// ============================================================================
//  CLEAN MODULE BOUNDARIES
// ============================================================================

//! Core domain layer for graft.
//!
//! This module contains the data the engine works on: the type catalog, the
//! object arena, mapping rules and resolved plans. All behaviour that needs
//! caching, conversion or concurrency lives in `crate::application`.
//!
//! ## Hexagonal Architecture Compliance
//!
//! - **No async**: Domain logic is synchronous
//! - **No I/O**: No filesystem, network, or external calls
//! - **No logging**: Observability belongs to the application layer
//! - **Immutable plans**: Built once, shared behind `Arc`
//!
// Public API - what the world sees
pub mod entities;
pub mod error;
pub mod value_objects;

// Private implementation details - not visible outside domain
mod validation;

// Re-exports for convenience
pub use entities::{
    descriptor::{FieldDescriptor, FieldShape, TypeCatalog, TypeCatalogBuilder, TypeDescriptor, TypeKind},
    object::{ObjectArena, ObjectData, ObjectId, Value},
    plan::{BindingOrigin, CorrespondencePlan, FieldBinding, FieldPath, PathStep, TypePair},
    rule::{
        ClassRule, DEFAULT_DATE_FORMAT, DirectedField, DirectedRule, FieldExclude, FieldRule,
        GlobalConfiguration, RuleSet, check_date_format, format_date,
    },
};

pub use error::{DomainError, ErrorCategory};

pub use value_objects::{ContainerStrategy, MapId, NullPolicy, ScalarKind, TypeName};

pub use validation::DomainValidator;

-- -- --

Up to and including the line with "or external calls", transcribe the entries above exactly, starting from their first line.

// ============================================================================
//  CLEAN MODULE BOUNDARIES
// ============================================================================

//! Core domain layer for graft.
//!
//! This module contains the data the engine works on: the type catalog, the
//! object arena, mapping rules and resolved plans. All behaviour that needs
//! caching, conversion or concurrency lives in `crate::application`.
//!
//! ## Hexagonal Architecture Compliance
//!
//! - **No async**: Domain logic is synchronous
//! - **No I/O**: No filesystem, network, or external calls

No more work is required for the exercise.